→ TASK TO COMPLETE
Read through the data and report every line in which the word "FOREGROUND" occurs.

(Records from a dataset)
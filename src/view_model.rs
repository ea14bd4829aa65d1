//! Push demo view-model: binds user actions to [`Messaging`] and reports outcomes through [`Dialogs`].

use std::sync::{Arc, Mutex};

use tokio::runtime::Handle;

use crate::config::ViewModelConfig;
use crate::dialogs::{AlertOptions, ConfirmOptions, Dialogs};
use crate::hardware::{Messaging, Settings, SettingsError};
use crate::hardware::messaging::{
    ActionOptions, ActionTaken, InteractiveSettings, IosPushSettings, NotificationAction,
    NotificationCategory, PushNotificationModel,
};

/// Persisted consent flag. Unregistering does not clear it, so a consented user
/// is registered again on every start.
pub const APP_REGISTERED_FOR_NOTIFICATIONS: &str = "APP_REGISTERED_FOR_NOTIFICATIONS";

#[derive(Debug, Clone, Copy, PartialEq, Eq)]
pub enum RegistrationState {
    NotRegistered,
    Registered,
}

pub struct PushViewModel<D: Dialogs> {
    messaging: Messaging,
    settings: Settings,
    dialogs: D,
    config: ViewModelConfig,
    runtime: Handle,
    state: Arc<Mutex<RegistrationState>>,
}

impl<D: Dialogs> PushViewModel<D> {
    /// Must be called from within the runtime. Registers the push handlers right
    /// away when the user consented in an earlier session.
    pub async fn new(messaging: Messaging, settings: Settings, dialogs: D, config: ViewModelConfig) -> Result<Self, SettingsError> {
        let registered = settings.get_bool(APP_REGISTERED_FOR_NOTIFICATIONS, false).await?;
        let view_model = PushViewModel{
            messaging,
            settings,
            dialogs,
            config,
            runtime: Handle::current(),
            state: Arc::new(Mutex::new(RegistrationState::NotRegistered)),
        };
        if registered {
            view_model.do_register_push_handlers().await;
        }
        Ok(view_model)
    }

    pub fn state(&self) -> RegistrationState {
        *self.state.lock().unwrap_or_else(|poisoned| poisoned.into_inner())
    }

    fn set_state(&self, state: RegistrationState) {
        *self.state.lock().unwrap_or_else(|poisoned| poisoned.into_inner()) = state;
    }

    pub async fn do_request_consent(&self) -> Result<(), SettingsError> {
        let push_allowed = self.dialogs.confirm(ConfirmOptions{
            title: "We'd like to send notifications".to_string(),
            message: "Do you agree? Please do, we won't spam you. Promised.".to_string(),
            ok_button_text: "Yep!".to_string(),
            cancel_button_text: "Nooo".to_string(),
        }).await;
        if push_allowed {
            self.settings.set_bool(APP_REGISTERED_FOR_NOTIFICATIONS, true).await?;
            self.do_register_push_handlers().await;
        }
        Ok(())
    }

    pub async fn do_get_current_push_token(&self) {
        match self.messaging.current_push_token().await {
            Ok(token) => {
                let message = match token.filter(|t| !t.is_empty()) {
                    Some(token) => {
                        log::info!("Current push token: {token}");
                        format!("{token}\n\nSee the console log if you want to copy-paste it.")
                    }
                    None => "Not received yet (note that on iOS this does not work on a simulator)".to_string(),
                };
                self.dialogs.alert(AlertOptions::new("Current Push Token", message, "OK, thx")).await;
            }
            Err(e) => log::error!("Error in do_get_current_push_token: {e}"),
        }
    }

    pub async fn do_register_for_interactive_push(&self) {
        if !cfg!(target_os = "ios") {
            log::warn!("##### Interactive push messaging is currently iOS-only!");
            log::warn!("##### Also, please make sure you don't include the 'click_action' notification property when pushing to Android.");
        }

        let dialogs = self.dialogs.clone();
        let runtime = self.runtime.clone();
        let model = PushNotificationModel{
            ios_settings: IosPushSettings{
                badge: false,
                sound: false,
                alert: true,
                interactive_settings: Some(demo_interactive_settings()),
            },
            on_notification_action_taken: Some(Arc::new(move |action: ActionTaken| {
                let message = action.message.to_json();
                log::info!("Notification action taken! Message: {message}, action taken: {}", action.action_identifier);
                let mut text = format!("Message: {message}, \n\r Action taken: {}", action.action_identifier);
                if let Some(input) = action.input_text.filter(|t| !t.is_empty()) {
                    text.push_str(&format!(", \n\r Input text: {input}"));
                }
                let dialogs = dialogs.clone();
                runtime.spawn(async move {
                    dialogs.alert(AlertOptions::new("Interactive push action", text, "Nice!")).await;
                });
            })),
        };

        if let Err(e) = self.messaging.register_for_interactive_push(model).await {
            log::error!("Failed to register for interactive push: {e}");
        }
        log::info!("Registered for interactive push");
        self.dialogs.alert(AlertOptions::titled("Registered for interactive push", "Thx!")).await;
    }

    /// Registering the handlers implicitly registers for push notifications.
    pub async fn do_register_push_handlers(&self) {
        if let Err(e) = self.messaging.register_push_token_received_callback(|token| {
            log::info!("Received a push token: {token}");
        }).await {
            log::error!("Failed to add push token callback: {e}");
        }

        let dialogs = self.dialogs.clone();
        let runtime = self.runtime.clone();
        let delay = self.config.message_alert_delay();
        let result = self.messaging.register_message_received_callback(move |message| {
            log::info!("Push message received in push view-model: {}", message.to_json());
            let title = message.title().unwrap_or_default().to_string();
            let dialogs = dialogs.clone();
            runtime.spawn(async move {
                tokio::time::sleep(delay).await;
                dialogs.alert(AlertOptions::new("Push message!", title, "Sw33t")).await;
            });
        }).await;

        match result {
            Ok(()) => {
                log::info!("Added message received callback");
                self.set_state(RegistrationState::Registered);
            }
            Err(e) => log::error!("Failed to add message received callback: {e}"),
        }
    }

    /// Leaves the consent flag set.
    pub async fn do_unregister_for_push_notifications(&self) {
        match self.messaging.unregister_for_push_notifications().await {
            Ok(()) => {
                self.set_state(RegistrationState::NotRegistered);
                self.dialogs.alert(AlertOptions::new("Unregistered", "If you were registered, that is.", "Got it, thanks!")).await;
            }
            Err(e) => log::error!("Error in do_unregister_for_push_notifications: {e}"),
        }
    }

    pub async fn do_register_for_push_notifications_again(&self) {
        match self.messaging.register_for_push_notifications().await {
            Ok(()) => {
                self.set_state(RegistrationState::Registered);
                self.dialogs.alert(AlertOptions::new(
                    "Registered again",
                    "You should now use the new push token which was received in the push token callback, or call 'current_push_token'.",
                    "Got it."
                )).await;
            }
            Err(e) => log::error!("Error in do_register_for_push_notifications_again: {e}"),
        }
    }

    pub async fn do_subscribe_to_topic(&self) {
        let topic = &self.config.demo_topic;
        let alert = match self.messaging.subscribe_to_topic(topic).await {
            Ok(()) => AlertOptions::new("Subscribed", format!(".. to the '{topic}' topic"), "Okay, interesting"),
            Err(e) => AlertOptions::new("Subscribe error", e.to_string(), "OK"),
        };
        self.dialogs.alert(alert).await;
    }

    pub async fn do_unsubscribe_from_topic(&self) {
        let topic = &self.config.demo_topic;
        let alert = match self.messaging.unsubscribe_from_topic(topic).await {
            Ok(()) => AlertOptions::new("Unsubscribed", format!(".. from the '{topic}' topic"), "Okay, very interesting"),
            Err(e) => AlertOptions::new("Unsubscribe error", e.to_string(), "OK"),
        };
        self.dialogs.alert(alert).await;
    }

    pub async fn do_get_are_notifications_enabled(&self) {
        let enabled = self.messaging.are_notifications_enabled();
        self.dialogs.alert(AlertOptions::new("AreNotificationsEnabled", enabled.to_string(), "Okay, very interesting")).await;
    }
}

fn demo_interactive_settings() -> InteractiveSettings {
    InteractiveSettings{
        actions: vec![
            NotificationAction::button("OPEN_ACTION", "Open the app (if closed)", ActionOptions::FOREGROUND),
            NotificationAction::button(
                "AUTH",
                "Open the app, but only if device is not locked with a passcode",
                ActionOptions::FOREGROUND | ActionOptions::AUTHENTICATION_REQUIRED,
            ),
            NotificationAction::input("INPUT_ACTION", "Tap to reply without opening the app", ActionOptions::NONE, "Fire!", "Load the gun..."),
            NotificationAction::input("INPUT_ACTION", "Tap to reply and open the app", ActionOptions::FOREGROUND, "OK, send it", "Type here, baby!"),
            NotificationAction::button("DELETE_ACTION", "Delete without opening the app", ActionOptions::DESTRUCTIVE),
        ],
        categories: vec![NotificationCategory{identifier: "GENERAL".to_string()}],
    }
}

#[cfg(test)]
#[path = "view_model_tests.rs"]
mod tests;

→ YOUR RESPONSE
            NotificationAction::button("OPEN_ACTION", "Open the app (if closed)", ActionOptions::FOREGROUND),
                ActionOptions::FOREGROUND | ActionOptions::AUTHENTICATION_REQUIRED,
            NotificationAction::input("INPUT_ACTION", "Tap to reply and open the app", ActionOptions::FOREGROUND, "OK, send it", "Type here, baby!"),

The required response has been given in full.